As Apple steamrolls both Microsoft and Google in the tablet market, both companies are learning the hard way that the rules of war don’t say anything about waiting or penny pinching.
One of the lessons we are seeing play out between the iPad and every other tablet on the market is that you bring to the battle the weapons that you have. I can’t imagine a fight where one army takes the field and the opposing general walks out and says, “Hey guys, we aren’t ready yet, we’ll be back in a year or so with better weapons and kick your butts then, I promise!” Oh wait, I can think of two and involving France and Microsoft (we’ll get to that shortly).

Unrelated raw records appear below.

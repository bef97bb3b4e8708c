//! src/message/mod.rs
//! Message 层：Event 层与 Update 层之间的“语言”
//!
//!     按键 ──▶ Event 层 ──▶ AppMessage ──▶ Update 层
//!     抓取任务结果 ─────────▶ AppMessage::FetchCompleted ──▶ Update 层
//!
//! 有模块结构：
//!     mod app;          // AppMessage：顶层消息
//!     mod pagination;   // 上一页 / 下一页 / 页码按钮
//!     mod page_jump;    // 跳页输入框编辑与提交
//!     mod list;         // 列表行选择

mod app;
mod list;
mod page_jump;
mod pagination;

pub use app::AppMessage;
pub use list::ListMessage;
pub use page_jump::PageJumpMessage;
pub use pagination::PaginationMessage;
//! 底部状态栏组件

use ratatui::{
    layout::Rect,
    style::{Color, Style},
    text::{Line, Span},
    widgets::Paragraph,
    Frame,
};

use crate::backend::PaginationStyle;
use crate::model::{App, FocusPanel};
use crate::view::theme::Styles;

/// 渲染状态栏
pub fn render(app: &App, frame: &mut Frame, area: Rect) {
    // 根据当前焦点生成快捷键提示
    let hints = get_hints(app);

    let mut spans = Vec::new();

    for (i, (key, desc)) in hints.iter().enumerate() {
        if i > 0 {
            spans.push(Span::styled(" │ ", Style::default().fg(Color::DarkGray)));
        }
        spans.push(Span::styled(*key, Styles::hint_key()));
        spans.push(Span::raw(" "));
        spans.push(Span::styled(*desc, Styles::hint_desc()));
    }

    // 当前页 / 请求状态
    spans.push(Span::styled(" │ ", Style::default().fg(Color::DarkGray)));
    spans.push(Span::raw(page_summary(app)));

    // 当前选中的记录
    if let Some(record) = app.fetch.selected_record() {
        spans.push(Span::styled(" │ ", Style::default().fg(Color::DarkGray)));
        spans.push(Span::raw(format!("▸ {}", record.breed)));
    }

    // 如果有状态消息，显示在最右侧
    if let Some(ref msg) = app.status_message {
        spans.push(Span::styled(" │ ", Style::default().fg(Color::DarkGray)));
        spans.push(Span::styled(msg.clone(), Style::default().fg(Color::Yellow)));
    }

    let paragraph = Paragraph::new(Line::from(spans)).style(Styles::statusbar());
    frame.render_widget(paragraph, area);
}

fn page_summary(app: &App) -> String {
    let page = app.page.current_page();
    if app.fetch.is_loading {
        format!("Page {page} · loading")
    } else if app.fetch.last_error.is_some() {
        format!("Page {page} · failed")
    } else {
        format!("Page {page} · {} dogs", app.fetch.records.len())
    }
}

/// 根据当前状态生成快捷键提示
fn get_hints(app: &App) -> Vec<(&'static str, &'static str)> {
    if app.alerts.is_open() {
        return vec![("Enter/Esc", "Dismiss")];
    }

    let mut hints = Vec::new();
    match app.focus {
        FocusPanel::List => {
            hints.push(("←→", "Page"));
            hints.push(("↑↓", "Select"));
            match app.pagination_style {
                PaginationStyle::Numbered => hints.push(("1-9,0", "Go to")),
                PaginationStyle::PageJump => hints.push(("Tab", "Jump")),
            }
            hints.push(("r", "Refresh"));
            hints.push(("q", "Quit"));
        }
        FocusPanel::PageJump => {
            hints.push(("Enter", "Go"));
            hints.push(("Tab", "Go & Leave"));
            hints.push(("Esc", "Cancel"));
        }
    }
    hints
}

I have seen battles where armies have been more focused on cost than execution, and that’s how a bunch of savages beat the crap out of the British Army and how Google is beating itself. You would think that folks with titles would know you can’t starve an army or call a time out, yet against the iPad Microsoft seems to be doing the latter, and Google the former, while Apple is laughing all the way to the bank.
Microsoft vs. Apple
When Apple announced the iPad, it declared war on the PC. Actually that isn’t entirely accurate, it initially declared war on the PC with the Mac vs. PC commercials several years back. However the iPad brought the battle to Microsoft in a sustainable fashion, because it almost immediately took 5-percent market share and cost Microsoft’s CEO half of his bonus. In any book, that is a decisive victory, and if we were talking a real war, the side attacked either mobilizes the army or gets its butt kicked. Microsoft basically said, “Oh crap, we’d better start building a response and in a couple of years we’ll have one with Windows 8!”
This was kind of what happened when Mozilla challenged Internet Explorer 6 with Firefox. In the meantime, Microsoft went from around 90-percent market share to around 50-percent market share, depending on metric.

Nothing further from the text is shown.